• _EXERCISE BRIEF_
In full and without alteration, write out the data below.

• _RECORDS TO USE_

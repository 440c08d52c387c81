//! Track entity model and DTOs.

use serde::{Deserialize, Serialize};
use setlist_core::types::{DbId, Timestamp};
use sqlx::FromRow;

/// A row from the `tracks` table.
#[derive(Debug, Clone, FromRow, Serialize)]
pub struct Track {
    pub id: DbId,
    pub user_id: DbId,
    pub title: String,
    pub artist: String,
    pub bpm: Option<i32>,
    pub musical_key: Option<String>,
    pub energy: Option<String>,
    pub notes: Option<String>,
    pub created_at: Timestamp,
}

/// DTO for creating a new track.
#[derive(Debug, Clone, Deserialize)]
pub struct CreateTrack {
    pub title: String,
    pub artist: String,
    pub bpm: Option<i32>,
    pub musical_key: Option<String>,
    pub energy: Option<String>,
    pub notes: Option<String>,
}

/// DTO for partially updating a track.
///
/// Nullable columns are tri-state: absent leaves the value unchanged, an
/// explicit `null` clears it, a value replaces it. Title and artist are
/// required columns, so they only support absent-or-replace.
#[derive(Debug, Clone, Deserialize)]
pub struct UpdateTrack {
    pub title: Option<String>,
    pub artist: Option<String>,
    #[serde(default, deserialize_with = "super::double_option")]
    pub bpm: Option<Option<i32>>,
    #[serde(default, deserialize_with = "super::double_option")]
    pub musical_key: Option<Option<String>>,
    #[serde(default, deserialize_with = "super::double_option")]
    pub energy: Option<Option<String>>,
    #[serde(default, deserialize_with = "super::double_option")]
    pub notes: Option<Option<String>>,
}
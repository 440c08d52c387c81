use setlist_core::types::{DbId, Timestamp};
use sqlx::FromRow;

/// A refresh-token session. Only the SHA-256 hash of the refresh token is
/// stored, so a database leak does not compromise active sessions.
#[derive(Debug, Clone, FromRow)]
pub struct Session {
    pub id: DbId,
    pub user_id: DbId,
    pub refresh_token_hash: String,
    pub expires_at: Timestamp,
    pub revoked_at: Option<Timestamp>,
    pub created_at: Timestamp,
}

• _EXPECTED ANSWER_
repository 440c08d52c387c81
//! Track entity model and DTOs.

use serde::{Deserialize, Serialize};
use setlist_core::types::{DbId, Timestamp};
use sqlx::FromRow;

/// A row from the `tracks` table.
#[derive(Debug, Clone, FromRow, Serialize)]
pub struct Track {
    pub id: DbId,
    pub user_id: DbId,
    pub title: String,
    pub artist: String,
    pub bpm: Option<i32>,
    pub musical_key: Option<String>,
    pub energy: Option<String>,
    pub notes: Option<String>,
    pub created_at: Timestamp,
}

/// DTO for creating a new track.
#[derive(Debug, Clone, Deserialize)]
pub struct CreateTrack {
    pub title: String,
    pub artist: String,
    pub bpm: Option<i32>,
    pub musical_key: Option<String>,
    pub energy: Option<String>,
    pub notes: Option<String>,
}

/// DTO for partially updating a track.
///
/// Nullable columns are tri-state: absent leaves the value unchanged, an
/// explicit `null` clears it, a value replaces it. Title and artist are
/// required columns, so they only support absent-or-replace.
#[derive(Debug, Clone, Deserialize)]
pub struct UpdateTrack {
    pub title: Option<String>,
    pub artist: Option<String>,
    #[serde(default, deserialize_with = "super::double_option")]
    pub bpm: Option<Option<i32>>,
    #[serde(default, deserialize_with = "super::double_option")]
    pub musical_key: Option<Option<String>>,
    #[serde(default, deserialize_with = "super::double_option")]
    pub energy: Option<Option<String>>,
    #[serde(default, deserialize_with = "super::double_option")]
    pub notes: Option<Option<String>>,
}
repository 440c08d52c387c81
use setlist_core::types::{DbId, Timestamp};
use sqlx::FromRow;

/// A refresh-token session. Only the SHA-256 hash of the refresh token is
/// stored, so a database leak does not compromise active sessions.
#[derive(Debug, Clone, FromRow)]
pub struct Session {
    pub id: DbId,
    pub user_id: DbId,
    pub refresh_token_hash: String,
    pub expires_at: Timestamp,
    pub revoked_at: Option<Timestamp>,
    pub created_at: Timestamp,
}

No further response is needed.